Furthermore, I don't understand why she chose to attempt to discredit Dr. Greenstein's very comprehensive, excellent review article on FMD, except as an effort to, in her own words, "propagate confusion."

He clearly and concisely discussed all of the literature on this subject, very objectively, as he does in all of his excellent review articles, in a highly respected, refereed journal. Perhaps, since the literature doesn't clearly support her viewpoint, she believes that it isn't worth considering.

To restate my primary disagreement with Ms. Bernie's article: The number of appointments utilized for scaling and root planing is not what's important. The quality of the instrumentation is. Full-mouth disinfection with chlorhexidine rinses, tongue scraping, and other local delivery antimicrobials have not been clearly shown to significantly enhance treatment response from mechanical instrumentation in most cases.

To state otherwise is disingenuous. Furthermore, the idea of routinely utilizing local delivery antimicrobials in conjunction with scaling and root planing can lead to a "slippery slope" of potentially thinking they can make up for inadequate mechanical instrumentation, which they most certainly cannot.

As I have told the hygienists in our practice on a number of occasions, "If you adequately remove the deposits mechanically, in most cases you probably don't need adjunctive therapies and, if you don't do an adequate job mechanically, these adjunctive therapies probably aren't going to save you."

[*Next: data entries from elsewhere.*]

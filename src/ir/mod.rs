//! # ir
//!
//! Canonical IR for the pointer analysis.
//! Every entity lives in an arena owned by [`Elements`] and is addressed by a
//! small index, so identity comparison of two handles is identity of the
//! entities they name.
//! Only reference-typed values have variables; anything else is `None`.

mod builder;
mod elements;
mod hierarchy;

pub use elements::Elements;
pub use hierarchy::{parse_signature, MethodSignature};

use crate::callgraph::CallKind;
use crate::frontend::{FieldId, JType, MethodId};
use crate::util::index_type;

index_type!(TypeIdx);
index_type!(MethodIdx);
index_type!(FieldIdx);
index_type!(VarIdx);
index_type!(
    /// A statement; for allocations also the allocation-site identity.
    StmtIdx
);
index_type!(CallSiteIdx);

#[derive(Debug, Clone)]
pub struct Type {
    pub jtype: JType,
    pub name: String,
}

#[derive(Debug, Clone)]
pub struct Method {
    pub decl: MethodId,
    pub class: TypeIdx,
    /// `<Class: ret name(params)>`
    pub signature: String,
    /// `ret name(params)`
    pub subsignature: String,
    pub is_static: bool,
    pub is_native: bool,
    pub is_abstract: bool,
    pub this: Option<VarIdx>,
    /// One slot per declared parameter; `None` for non-reference parameters.
    pub params: Vec<Option<VarIdx>>,
    pub ret_vars: Vec<VarIdx>,
    pub stmts: Vec<StmtIdx>,
    pub call_sites: Vec<CallSiteIdx>,
    pub(crate) built: bool,
}

#[derive(Debug, Clone)]
pub struct Field {
    pub decl: FieldId,
    pub class: TypeIdx,
    pub ty: TypeIdx,
    pub name: String,
}

#[derive(Debug, Clone)]
pub struct Var {
    pub name: String,
    pub ty: TypeIdx,
    pub method: MethodIdx,
    /// Loads whose base is this variable.
    pub loads: Vec<StmtIdx>,
    /// Stores whose base is this variable.
    pub stores: Vec<StmtIdx>,
    /// Calls whose receiver is this variable.
    pub calls: Vec<StmtIdx>,
}

#[derive(Debug, Clone, PartialEq, Eq)]
pub enum Stmt {
    /// `lhs = new T`
    Allocation { lhs: VarIdx, ty: TypeIdx },
    /// `lhs = rhs`
    Assign { lhs: VarIdx, rhs: VarIdx },
    /// `lhs = base.field`
    InstanceLoad {
        lhs: VarIdx,
        base: VarIdx,
        field: FieldIdx,
    },
    /// `base.field = rhs`
    InstanceStore {
        base: VarIdx,
        field: FieldIdx,
        rhs: VarIdx,
    },
    Call {
        site: CallSiteIdx,
        lhs: Option<VarIdx>,
    },
}

#[derive(Debug, Clone)]
pub struct StmtData {
    pub method: MethodIdx,
    /// Position in the method body; synthetic statements continue after it.
    pub index: usize,
    pub stmt: Stmt,
    /// Injected by a plugin rather than built from the method body.
    pub synthetic: bool,
}

#[derive(Debug, Clone)]
pub struct CallSite {
    pub method: MethodIdx,
    pub kind: CallKind,
    /// The statically referenced target, not necessarily the runtime one.
    pub target: MethodIdx,
    pub receiver: Option<VarIdx>,
    pub args: Vec<Option<VarIdx>>,
    pub call: StmtIdx,
}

I realize that dental hygiene, on a day-to-day basis, can become mundane, if one lets it. However, one simply cannot get around the importance of excellent root surface instrumentation in periodontal therapy. Call it what you want: Scaling and root planing, root surface debridement, soft-tissue management (some would say mismanagement), full-mouth debridement, nonsurgical periodontal therapy, it has to be thorough (See the excellent article titled "Disease Masking: A Hazard of Nonsurgical Periodontal Therapy" by Greenwall, Bissada and Dodge in Periodontal Insights, December 1998, in this regard).

In conclusion – and this is indeed my conclusion to this debate — I would advise Ms. Bernie to focus more on the "science" and less on the "art" of dental hygiene when she writes on this type of topic. Her thinly veiled implication that because I didn't agree with her article there is somehow a lack of "mutual respect" for dental hygienists on my part, couldn't be further from the truth.

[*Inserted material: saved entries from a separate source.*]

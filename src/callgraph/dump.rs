//! Textual dump of a method-level call graph, and comparison against a dump.

use std::collections::{BTreeSet, HashMap, HashSet};
use std::fs::{self, File};
use std::io::{self, BufWriter, Write};
use std::path::Path;

use log::info;

use super::CallGraph;
use crate::error::{Error, Result};
use crate::ir::{CallSiteIdx, Elements, MethodIdx};

/// Separator between a call site and its callees.
pub const CALL_EDGE_SEPARATOR: &str = " -> ";

type MethodCallGraph = CallGraph<CallSiteIdx, MethodIdx>;

/// Dumps the call graph to `output`, or to stdout when no file is given.
pub fn dump_call_graph(
    call_graph: &MethodCallGraph,
    elements: &Elements<'_>,
    output: Option<&Path>,
) -> Result<()> {
    match output {
        Some(path) => {
            info!("Dumping call graph to {} ...", path.display());
            let io_error = |source| Error::Io {
                action: "write",
                path: path.to_owned(),
                source,
            };
            let file = File::create(path).map_err(io_error)?;
            let mut out = BufWriter::new(file);
            write_call_graph(call_graph, elements, &mut out).map_err(io_error)?;
            out.flush().map_err(io_error)
        }
        None => {
            let stdout = io::stdout();
            let mut out = stdout.lock();
            write_call_graph(call_graph, elements, &mut out).map_err(|source| Error::Io {
                action: "write",
                path: "<stdout>".into(),
                source,
            })
        }
    }
}

pub fn write_call_graph<W: Write>(
    call_graph: &MethodCallGraph,
    elements: &Elements<'_>,
    out: &mut W,
) -> io::Result<()> {
    let methods = sorted_methods(call_graph, elements);
    writeln!(out, "#reachable methods: {}", call_graph.num_methods())?;
    writeln!(out, "---------- Reachable methods: ----------")?;
    for m in &methods {
        writeln!(out, "{}", elements.method_data(*m).signature)?;
    }
    writeln!(out)?;
    writeln!(out, "#call graph edges: {}", call_graph.num_edges())?;
    writeln!(out, "---------- Call graph edges: ----------")?;
    for m in &methods {
        for cs in sorted_call_sites(call_graph, elements, *m) {
            if call_graph.callees_of(cs).next().is_none() {
                continue;
            }
            writeln!(
                out,
                "{}{}{}",
                elements.call_site_string(cs),
                CALL_EDGE_SEPARATOR,
                callees_string(call_graph, elements, cs)
            )?;
        }
    }
    writeln!(out, "----------------------------------------")
}

/// Compares the call graph with a dump read from `input`.
pub fn compare_call_graph(
    call_graph: &MethodCallGraph,
    elements: &Elements<'_>,
    input: &Path,
) -> Result<()> {
    info!("Comparing call graph with {} ...", input.display());
    let text = fs::read_to_string(input).map_err(|source| Error::Io {
        action: "read",
        path: input.to_owned(),
        source,
    })?;
    compare_call_graph_with(call_graph, elements, &text)
}

/// Compares the call graph with dump text.
/// All mismatches are collected into one [`Error::CallGraphMismatch`].
pub fn compare_call_graph_with(
    call_graph: &MethodCallGraph,
    elements: &Elements<'_>,
    text: &str,
) -> Result<()> {
    let expected: HashMap<&str, &str> = text
        .lines()
        .filter_map(|line| line.split_once(CALL_EDGE_SEPARATOR))
        .collect();
    let mut given = HashSet::new();
    let mut mismatches = Vec::new();
    for m in sorted_methods(call_graph, elements) {
        for cs in sorted_call_sites(call_graph, elements, m) {
            let call_site = elements.call_site_string(cs);
            let callees = callees_string(call_graph, elements, cs);
            let expected = expected.get(call_site.as_str()).copied();
            // dumps leave out call sites without callees
            let unresolved = call_graph.callees_of(cs).next().is_none();
            if expected != Some(callees.as_str()) && !(unresolved && expected.is_none()) {
                mismatches.push(format!(
                    "{}, expected: {}, given: {}",
                    call_site,
                    expected.unwrap_or("null"),
                    callees
                ));
            }
            given.insert(call_site);
        }
    }
    let mut missing: Vec<_> = expected
        .iter()
        .filter(|(call_site, _)| !given.contains(**call_site))
        .collect();
    missing.sort();
    for (call_site, callees) in missing {
        mismatches.push(format!(
            "{}, expected: {}, given: null",
            call_site, callees
        ));
    }
    if mismatches.is_empty() {
        Ok(())
    } else {
        Err(Error::CallGraphMismatch(mismatches))
    }
}

fn sorted_methods(call_graph: &MethodCallGraph, elements: &Elements<'_>) -> Vec<MethodIdx> {
    let mut methods: Vec<_> = call_graph.reachable_methods().collect();
    methods.sort_by(|a, b| {
        elements
            .method_data(*a)
            .signature
            .cmp(&elements.method_data(*b).signature)
    });
    methods
}

fn sorted_call_sites(
    call_graph: &MethodCallGraph,
    elements: &Elements<'_>,
    method: MethodIdx,
) -> Vec<CallSiteIdx> {
    let mut call_sites = call_graph.call_sites_in(method).to_vec();
    call_sites.sort_by_key(|cs| elements.stmt(elements.call_site(*cs).call).index);
    call_sites
}

fn callees_string(
    call_graph: &MethodCallGraph,
    elements: &Elements<'_>,
    call_site: CallSiteIdx,
) -> String {
    let callees: BTreeSet<&str> = call_graph
        .callees_of(call_site)
        .map(|m| elements.method_data(m).signature.as_str())
        .collect();
    format!("[{}]", callees.into_iter().collect::<Vec<_>>().join(", "))
}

As I stated in my original response, I am married to an exceptional woman, who is not only an incredible clinician, but also an award-winning educator and dental hygiene program director. I employ 10 very talented hygienists and two female periodontists in a large, multi-office, multi-doctor periodontal specialty practice.

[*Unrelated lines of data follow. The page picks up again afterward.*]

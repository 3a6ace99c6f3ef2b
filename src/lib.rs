//! Whole-program points-to analysis with on-the-fly call-graph construction
//! for Java-like object-oriented programs.
//!
//! A [`frontend::Frontend`] supplies classes, methods and Jimple-like bodies.
//! [`ir::Elements`] turns them into a canonical IR on demand, and
//! [`pointer_analysis::Solver`] computes points-to sets, reachable methods
//! and call edges together until nothing changes.

pub mod callgraph;
pub mod error;
pub mod frontend;
pub mod ir;
pub mod options;
pub mod plugin;
pub mod pointer_analysis;
mod util;

#[cfg(test)]
mod testing;

pub use error::{Error, Result};
pub use options::AnalysisOptions;
pub use pointer_analysis::{AnalysisState, Solver};

use log::info;

use crate::callgraph::{compare_call_graph, dump_call_graph};
use crate::frontend::Frontend;
use crate::ir::Elements;
use crate::options::DumpTarget;
use crate::plugin::Plugin;

/// Runs the analysis over `frontend` without plugins.
pub fn analyze<'p>(frontend: &'p dyn Frontend, options: &AnalysisOptions) -> Result<AnalysisState<'p>> {
    analyze_with(Elements::new(frontend), options, Vec::new())
}

/// Runs the analysis with `plugins`, which may have been registered against `elements`.
///
/// After solving, the call graph is dumped and compared as `options` ask.
pub fn analyze_with<'p>(
    mut elements: Elements<'p>,
    options: &AnalysisOptions,
    plugins: Vec<Box<dyn Plugin>>,
) -> Result<AnalysisState<'p>> {
    let mut entries = Vec::new();
    for signature in &options.entries {
        match elements.resolve_method(signature)? {
            Some(method) => entries.push(method),
            None => return Err(Error::UnknownEntry(signature.clone())),
        }
    }
    info!(
        "Pointer analysis from {} entries ({:?} worklist, {:?} contexts)",
        entries.len(),
        options.worklist,
        options.context
    );
    let mut solver = Solver::new(
        elements,
        entries,
        options.context.selector(),
        options.worklist,
        plugins,
    );
    solver.solve()?;
    let state = solver.into_state();
    if options.dump_call_graph.is_some() || options.compare_call_graph.is_some() {
        let call_graph = state.method_call_graph();
        match &options.dump_call_graph {
            Some(DumpTarget::Stdout) => dump_call_graph(&call_graph, state.elements(), None)?,
            Some(DumpTarget::File(path)) => {
                dump_call_graph(&call_graph, state.elements(), Some(path))?
            }
            None => {}
        }
        if let Some(path) = &options.compare_call_graph {
            compare_call_graph(&call_graph, state.elements(), path)?;
        }
    }
    Ok(state)
}

#[cfg(test)]
mod tests {
    use super::*;
    use crate::callgraph::{compare_call_graph_with, write_call_graph};
    use std::fs;
    use test_log::test;

    const FOO_CALL: &str =
        "<Main: void main()>[4]r = invokevirtual a.<A: java.lang.Object foo()>() -> ";
    const FOO_CALLEES: &str = "[<A: java.lang.Object foo()>, <B: java.lang.Object foo()>]";

    fn dump(state: &AnalysisState<'_>) -> String {
        let mut out = Vec::new();
        write_call_graph(&state.method_call_graph(), state.elements(), &mut out).unwrap();
        String::from_utf8(out).unwrap()
    }

    #[test]
    fn test_dump_format() {
        let program = testing::zoo();
        let state = analyze(&program, &AnalysisOptions::new(vec![testing::MAIN])).unwrap();
        let text = dump(&state);
        let lines: Vec<&str> = text.lines().collect();
        assert_eq!(lines[0], "#reachable methods: 6");
        assert_eq!(lines[1], "---------- Reachable methods: ----------");
        assert_eq!(lines[2], "<A: java.lang.Object foo()>");
        assert!(text.contains("#call graph edges: 5\n"));
        assert!(text.contains(&format!("{}{}\n", FOO_CALL, FOO_CALLEES)));
        assert!(text.contains(
            "<Main: void main()>[8]s = invokestatic <Main: java.lang.Object id(java.lang.Object)>(o) -> [<Main: java.lang.Object id(java.lang.Object)>]\n"
        ));
        assert_eq!(lines.last(), Some(&"----------------------------------------"));
    }

    #[test]
    fn test_compare_round_trip() {
        let program = testing::zoo();
        let state = analyze(&program, &AnalysisOptions::new(vec![testing::MAIN])).unwrap();
        let text = dump(&state);
        let call_graph = state.method_call_graph();
        compare_call_graph_with(&call_graph, state.elements(), &text).unwrap();

        let changed = text.replace(
            &format!("{}{}", FOO_CALL, FOO_CALLEES),
            &format!("{}[<A: java.lang.Object foo()>]", FOO_CALL),
        ) + "<X: void y()>[0]invokestatic <X: void z()>() -> [<X: void z()>]\n";
        match compare_call_graph_with(&call_graph, state.elements(), &changed) {
            Err(Error::CallGraphMismatch(mismatches)) => {
                assert_eq!(mismatches.len(), 2);
                assert_eq!(
                    mismatches[0],
                    format!(
                        "{}, expected: [<A: java.lang.Object foo()>], given: {}",
                        FOO_CALL.trim_end_matches(" -> "),
                        FOO_CALLEES
                    )
                );
                assert_eq!(
                    mismatches[1],
                    "<X: void y()>[0]invokestatic <X: void z()>(), expected: [<X: void z()>], given: null"
                );
            }
            other => panic!("unexpected {:?}", other),
        }
    }

    #[test]
    fn test_dump_then_compare_files() {
        let program = testing::zoo();
        let path = std::env::temp_dir().join(format!("pta-engine-cg-{}.txt", std::process::id()));
        let mut options = AnalysisOptions::new(vec![testing::MAIN]);
        options.dump_call_graph = Some(DumpTarget::File(path.clone()));
        analyze(&program, &options).unwrap();

        let mut options = AnalysisOptions::new(vec![testing::MAIN]);
        options.compare_call_graph = Some(path.clone());
        analyze(&program, &options).unwrap();

        // a different entry leads to a different call graph
        let mut options = AnalysisOptions::new(vec!["<Main: void twice()>"]);
        options.compare_call_graph = Some(path.clone());
        let err = analyze(&program, &options).err().unwrap();
        assert!(matches!(err, Error::CallGraphMismatch(_)));
        fs::remove_file(path).unwrap();
    }

    #[test]
    fn test_missing_compare_file() {
        let program = testing::zoo();
        let mut options = AnalysisOptions::new(vec![testing::MAIN]);
        options.compare_call_graph = Some("/nonexistent/pta-engine/cg.txt".into());
        let err = analyze(&program, &options).err().unwrap();
        assert!(matches!(err, Error::Io { action: "read", .. }));
    }

    #[test]
    fn test_unknown_entry() {
        let program = testing::zoo();
        let err = analyze(&program, &AnalysisOptions::new(vec!["<Main: void nope()>"])).err().unwrap();
        assert!(matches!(err, Error::UnknownEntry(ref entry) if entry == "<Main: void nope()>"));
        let err = analyze(&program, &AnalysisOptions::new(vec!["Main.main"])).err().unwrap();
        assert!(matches!(err, Error::MalformedSignature(_)));
    }
}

We all practice from a basis of mutual respect to provide our patients with the best that modern periodontal therapy has to offer. We constantly evaluate the literature, our own therapies, and treatment outcomes. When a better way presents itself — evidence-based, of course — we consider incorporating it into our treatment protocols.

Finally, I don't know what Ms. Bernie was referring to when she quoted Einstein's definition of insanity and her "hope that the insanity will stop." I do know that in our practices we attain excellent outcomes from repeating the same activity over and over. That is the nature of the beast. Instead, to summarize my position on this topic, I would like to offer the following quote by Dr. Ruth Westheimer: "It is not the size or shape of the tool that's important, but how you use it."
Benson C. Duff, DDS, MS, MSBA
Grand Blanc, Michigan

Hygienists can think too!

Dear RDH,
After reading the Readers' Forum response by Dr. Duff (November 2002 issue) to Ms. Bernie's article, I felt I needed to respond! I take exception to his comment, "After further critiquing it with my hygienists and associate periodontists and realizing that a relatively large number of dental hygienists read and perhaps accept Ms. Bernie's 'opinion-biased' comments as indisputable scientific facts ... which has the potential to impact clinical practice by many conscientious dental hygiene practitioners, who may obtain their literature updates from magazines such as RDH and who may not be as adept at assessing the validity of literature as others ..."

I don't know about other schools, but my education actually involved a course on evaluating the content of what is read. My current professional literature reading extends far beyond RDH magazine! Actually, I view RDH magazine as a resource for invaluable information regarding the profession of dental hygiene, both scientific and nonscientific.

I find his stance that a "relatively large number of dental hygienists" have no other source of information other than RDH magazine insulting.

I find it even further troubling that he read and critiqued the article at the request of his wife who is a dental hygiene program director. Did she not feel capable of addressing this issue? Does she feel that the education being provided by the dental hygiene program she directs to be inadequate to equip dental hygienists to use their critical thinking skills?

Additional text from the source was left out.